WHAT IS EXPECTED: Could each record be restated word for word?

(Stored items)
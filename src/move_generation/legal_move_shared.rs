//! Helpers shared by the per-piece pseudo-legal generators.

use crate::game_state::chess_types::{Board, Color, Square};

pub const ROOK_DIRECTIONS: [(i8, i8); 4] = [(-1, 0), (1, 0), (0, -1), (0, 1)];
pub const BISHOP_DIRECTIONS: [(i8, i8); 4] = [(-1, -1), (-1, 1), (1, -1), (1, 1)];

/// Walks each direction from `from`, stopping at the first blocker. Enemy
/// blockers are included as captures, own blockers are not.
pub fn generate_sliding_moves(
    board: &Board,
    from: Square,
    color: Color,
    directions: &[(i8, i8)],
    out: &mut Vec<Square>,
) {
    for &(d_row, d_col) in directions {
        let mut current = from;
        while let Some(next) = current.offset(d_row, d_col) {
            match board.piece_at(next) {
                None => out.push(next),
                Some(piece) => {
                    if piece.color != color {
                        out.push(next);
                    }
                    break;
                }
            }
            current = next;
        }
    }
}

/// Fixed-offset movers (knight, king): a target is available when empty or
/// held by the other side.
pub fn generate_offset_moves(
    board: &Board,
    from: Square,
    color: Color,
    offsets: &[(i8, i8)],
    out: &mut Vec<Square>,
) {
    for &(d_row, d_col) in offsets {
        let Some(to) = from.offset(d_row, d_col) else {
            continue;
        };
        match board.piece_at(to) {
            Some(piece) if piece.color == color => {}
            _ => out.push(to),
        }
    }
}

RESPONSE BELOW:
filename src/move_generation/legal_move_shared.rs
//! Helpers shared by the per-piece pseudo-legal generators.

use crate::game_state::chess_types::{Board, Color, Square};

pub const ROOK_DIRECTIONS: [(i8, i8); 4] = [(-1, 0), (1, 0), (0, -1), (0, 1)];
pub const BISHOP_DIRECTIONS: [(i8, i8); 4] = [(-1, -1), (-1, 1), (1, -1), (1, 1)];

/// Walks each direction from `from`, stopping at the first blocker. Enemy
/// blockers are included as captures, own blockers are not.
pub fn generate_sliding_moves(
    board: &Board,
    from: Square,
    color: Color,
    directions: &[(i8, i8)],
    out: &mut Vec<Square>,
) {
    for &(d_row, d_col) in directions {
        let mut current = from;
        while let Some(next) = current.offset(d_row, d_col) {
            match board.piece_at(next) {
                None => out.push(next),
                Some(piece) => {
                    if piece.color != color {
                        out.push(next);
                    }
                    break;
                }
            }
            current = next;
        }
    }
}

/// Fixed-offset movers (knight, king): a target is available when empty or
/// held by the other side.
pub fn generate_offset_moves(
    board: &Board,
    from: Square,
    color: Color,
    offsets: &[(i8, i8)],
    out: &mut Vec<Square>,
) {
    for &(d_row, d_col) in offsets {
        let Some(to) = from.offset(d_row, d_col) else {
            continue;
        };
        match board.piece_at(to) {
            Some(piece) if piece.color == color => {}
            _ => out.push(to),
        }
    }
}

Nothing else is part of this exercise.